Getting out of the capital also means startups don’t have to worry so much about their staff being poached. Cashed-up tech giants like Google, Facebook and Amazon can easily coax talented employees away from smaller companies by offering them big pay packets and lavish perks. Last year, each of Google’s almost 3,700 UK workers earned an average of £226,000. Facebook’s 1,300 employees received £230,000, according to the Guardian.

Even if regional hubs can’t compete in terms of cash, they can tempt workers away from the capital by offering them a better work/life balance. Just ask 27-year-old Charlie Mills, a software engineer at food delivery service Just Eat. When the company announced in 2014 that it would be moving half its development team from London to Bristol, he was one of the first to volunteer.

Mills moved to London from North Wales for the job six months earlier but struggled with the city’s high cost of living. He eventually ran up a credit debt in the thousands. “After rent and deductibles, even a pint after work could break me financially,” he says.

Bristol offered Mills many of the opportunities of London but with a lifestyle that suited him better. After moving he continued to earn his London salary, which now went further. “I have disposable income now, which I never did in London. I can go out to restaurants and on holidays without thinking about it twice,” he says. “And even then, I still manage to save some.” There’s even a house on the cards, something he describes as “unthinkable” in the capital.

Keeping employees happy also turns out to be a good business decision. Before moving their developers to Bristol, Just Eat had struggled to hold on to its talented employees in London’s competitive environment. A joke around the office went that Silicon Roundabout referred to a roundabout of staff coming in and out. But since opening their Bristol office in 2015, the company has seen the average tenure of their tech employees rise from just 18 months to two and a half years.

In fact, some regionally-based startup founders think that they’re the ones more likely to be doing the poaching nowadays. Grieve has already lured two employees from prominent London companies. “All too often in London your life becomes a vicious cycle of work,” she says. “Edinburgh offers a very different lifestyle – that’s really attractive to potential employees.”

Riley knows this attraction first-hand: “If I had been waiting to buy a property in London, I would have been waiting a long time. In Manchester, I own my own flat, a dog and have a 10-minute walk to work. What more is there?”

Access to capital

Regional tech hubs may be on the up, but access to money remains an issue. London continues to absorb most venture capital. Last year the city accounted for 57% of the £7bn invested in the UK tech sector, according to market researchers Beauhurst. Although on paper investment outside London has grown in recent years, most of this comes from publicly-funded regional initiatives such as the Northern Powerhouse and Midlands Engine funds, rather than angel investors or venture capital firms.

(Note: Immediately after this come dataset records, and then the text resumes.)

//! Common types shared between the simulation core and its collaborators.

use serde::{Deserialize, Serialize};
use uuid::Uuid;

/// Unique identifier for an agent (and the rigid body it drives).
///
/// Uses UUID v4 for uniqueness without coordination.
#[derive(Debug, Clone, Copy, PartialEq, Eq, Hash, Serialize, Deserialize)]
pub struct AgentId(pub Uuid);

impl AgentId {
    /// Creates a new random AgentId.
    pub fn new() -> Self {
        Self(Uuid::new_v4())
    }

    /// Creates a deterministic AgentId from a seed (for simulation).
    pub fn from_seed(seed: u64) -> Self {
        let mut bytes = [0u8; 16];
        bytes[0..8].copy_from_slice(&seed.to_le_bytes());
        bytes[8..16].copy_from_slice(&seed.wrapping_mul(0x517cc1b727220a95).to_le_bytes());
        Self(Uuid::from_bytes(bytes))
    }
}

impl Default for AgentId {
    fn default() -> Self {
        Self::new()
    }
}

impl std::fmt::Display for AgentId {
    fn fmt(&self, f: &mut std::fmt::Formatter<'_>) -> std::fmt::Result {
        // First 8 chars are enough to tell agents apart in logs
        write!(f, "{}", &self.0.to_string()[..8])
    }
}

/// Identifier of a feeding zone (the nectar trigger volume of one flower).
#[derive(Debug, Clone, Copy, PartialEq, Eq, Hash, PartialOrd, Ord, Serialize, Deserialize)]
pub struct ZoneId(pub u32);

impl std::fmt::Display for ZoneId {
    fn fmt(&self, f: &mut std::fmt::Formatter<'_>) -> std::fmt::Result {
        write!(f, "zone#{}", self.0)
    }
}

/// Classification of a solid surface the agent collided with.
#[derive(Debug, Clone, Copy, PartialEq, Eq, Serialize, Deserialize)]
pub enum SurfaceTag {
    /// Arena walls, floor and ceiling
    Boundary,

    /// Anything else (petals, stems, other agents)
    Other,
}

/// A contact reported by the physics collaborator for one agent.
#[derive(Debug, Clone, Copy, PartialEq, Eq, Serialize, Deserialize)]
pub enum ContactEvent {
    /// Some collider of the agent entered or stayed inside a feeding zone.
    ///
    /// Carries no geometry: the core asks the collaborator for the
    /// authoritative closest point on the zone.
    Proximity { zone: ZoneId },

    /// The agent body hit a solid surface.
    Collision { surface: SurfaceTag },
}

/// Discrete visual state of a flower, consumed by the renderer.
#[derive(Debug, Clone, Copy, PartialEq, Eq, Serialize, Deserialize)]
pub enum FlowerVisual {
    /// Flower has nectar (shown in the "full" colour)
    Full,

    /// Flower is drained (shown in the "empty" colour)
    Empty,
}

impl FlowerVisual {
    /// RGB colour used by the stock material for this state.
    pub fn color(&self) -> [f32; 3] {
        match self {
            FlowerVisual::Full => [1.0, 0.0, 0.3],
            FlowerVisual::Empty => [0.5, 0.0, 1.0],
        }
    }
}

#[cfg(test)]
mod tests {
    use super::*;

    #[test]
    fn test_agent_id_from_seed_is_deterministic() {
        assert_eq!(AgentId::from_seed(7), AgentId::from_seed(7));
        assert_ne!(AgentId::from_seed(7), AgentId::from_seed(8));
    }

    #[test]
    fn test_agent_id_display_is_short() {
        let id = AgentId::from_seed(1);
        assert_eq!(id.to_string().len(), 8);
    }

    #[test]
    fn test_contact_event_serde() {
        let event = ContactEvent::Proximity { zone: ZoneId(4) };
        let json = serde_json::to_string(&event).unwrap();
        let back: ContactEvent = serde_json::from_str(&json).unwrap();
        assert_eq!(event, back);
    }

    #[test]
    fn test_flower_visual_colors_differ() {
        assert_ne!(FlowerVisual::Full.color(), FlowerVisual::Empty.color());
    }
}
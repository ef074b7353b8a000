//! Frame conventions and small angle helpers.
//!
//! The arena is Y-up with +Z as "forward". Euler angles are in degrees and
//! composed as yaw (Y) * pitch (X) * roll (Z), so positive pitch lowers the
//! nose and positive yaw turns toward +X.

use nalgebra::{Point3, Unit, UnitQuaternion, Vector3};
use serde::{Deserialize, Serialize};

/// Position and orientation of a body in the arena frame.
#[derive(Debug, Clone, Copy, PartialEq, Serialize, Deserialize)]
pub struct Pose {
    pub position: Point3<f32>,
    pub rotation: UnitQuaternion<f32>,
}

impl Pose {
    pub fn new(position: Point3<f32>, rotation: UnitQuaternion<f32>) -> Self {
        Self { position, rotation }
    }

    /// Pose at the origin looking down +Z.
    pub fn identity() -> Self {
        Self::new(Point3::origin(), UnitQuaternion::identity())
    }

    /// Unit forward axis of this pose.
    pub fn forward(&self) -> Vector3<f32> {
        forward(&self.rotation)
    }

    /// Transforms a point given in the body frame into the arena frame.
    pub fn transform_point(&self, local: &Vector3<f32>) -> Point3<f32> {
        self.position + self.rotation * local
    }
}

impl Default for Pose {
    fn default() -> Self {
        Self::identity()
    }
}

/// World up axis.
pub fn world_up() -> Vector3<f32> {
    Vector3::y()
}

/// Rotation from Euler angles in degrees (about X, Y, Z; applied Z, X, Y).
pub fn euler_degrees(x: f32, y: f32, z: f32) -> UnitQuaternion<f32> {
    let yaw = UnitQuaternion::from_axis_angle(&Vector3::y_axis(), y.to_radians());
    let pitch = UnitQuaternion::from_axis_angle(&Vector3::x_axis(), x.to_radians());
    let roll = UnitQuaternion::from_axis_angle(&Vector3::z_axis(), z.to_radians());
    yaw * pitch * roll
}

/// Forward (+Z) axis of a rotation.
pub fn forward(rotation: &UnitQuaternion<f32>) -> Vector3<f32> {
    rotation * Vector3::z()
}

/// Up (+Y) axis of a rotation.
pub fn up(rotation: &UnitQuaternion<f32>) -> Unit<Vector3<f32>> {
    Unit::new_normalize(rotation * Vector3::y())
}

/// Pitch and yaw (degrees) of a roll-free rotation, read off its forward axis.
///
/// When the forward axis is vertical the heading is taken from the up axis,
/// which then lies in the horizontal plane.
pub fn pitch_yaw_degrees(rotation: &UnitQuaternion<f32>) -> (f32, f32) {
    let f = forward(rotation);
    let pitch = (-f.y).clamp(-1.0, 1.0).asin().to_degrees();
    let yaw = if f.x * f.x + f.z * f.z > 1e-10 {
        f.x.atan2(f.z)
    } else {
        // Nose down: up points along the heading; nose up: against it
        let u = up(rotation);
        let s = if f.y < 0.0 { 1.0 } else { -1.0 };
        (s * u.x).atan2(s * u.z)
    };
    (pitch, yaw.to_degrees())
}

/// Rotation whose forward axis points along `direction`, keeping `up` as
/// the secondary axis.
///
/// Degenerate inputs fall back instead of producing NaNs: a zero direction
/// gives the identity, and a direction parallel to `up` uses +Z as the
/// secondary axis.
pub fn look_rotation(direction: &Vector3<f32>, up: &Vector3<f32>) -> UnitQuaternion<f32> {
    if direction.norm_squared() < 1e-12 {
        return UnitQuaternion::identity();
    }
    let secondary = if direction.cross(up).norm_squared() < 1e-12 {
        Vector3::z()
    } else {
        *up
    };
    UnitQuaternion::face_towards(direction, &secondary)
}

/// Wraps an angle in degrees into [-180, 180].
pub fn wrap_degrees(angle: f32) -> f32 {
    let mut a = angle % 360.0;
    if a > 180.0 {
        a -= 360.0;
    } else if a < -180.0 {
        a += 360.0;
    }
    a
}

/// Moves `current` toward `target` by at most `max_delta`.
pub fn move_towards(current: f32, target: f32, max_delta: f32) -> f32 {
    let diff = target - current;
    if diff.abs() <= max_delta {
        target
    } else {
        current + diff.signum() * max_delta
    }
}

/// Clamps to [0, 1]; NaN maps to 0.
pub fn clamp01(value: f32) -> f32 {
    if value.is_nan() {
        0.0
    } else {
        value.clamp(0.0, 1.0)
    }
}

Another problem is finding skilled staff – especially for smaller hubs. A Cardiff-based fintech firm made headlines last year when it couldn’t persuade developers to move to work for it, despite offering London pay levels of £100,000. Riley admits that some of her tech staff work remotely from London and that she still has to look to the city to find “the vest best.”

Does this spell the end to London’s dominance? Unlikely – most regionally-based startups continue to depend heavily on the city for fundraising and networking. Many keep small, one- or two-person offices around Silicon Roundabout to meet clients and investors. But according to Mike Jackson, a director at Tech Nation: “The good news is that people now have options. They’re not leaving their hometowns saying ‘I can’t build my business. I need to move to London.’ Most can find everything they need – from skills, to investment, to workspaces – all in their nearest hub city.”

Riley doesn't know whether the future of The Link App is in London or Manchester. “Probably between the two,” she says. She continues to travel back and forth between the two cities frequently. But for now she plans on staying put – with her house, her dog, and her 10-minute walk to work.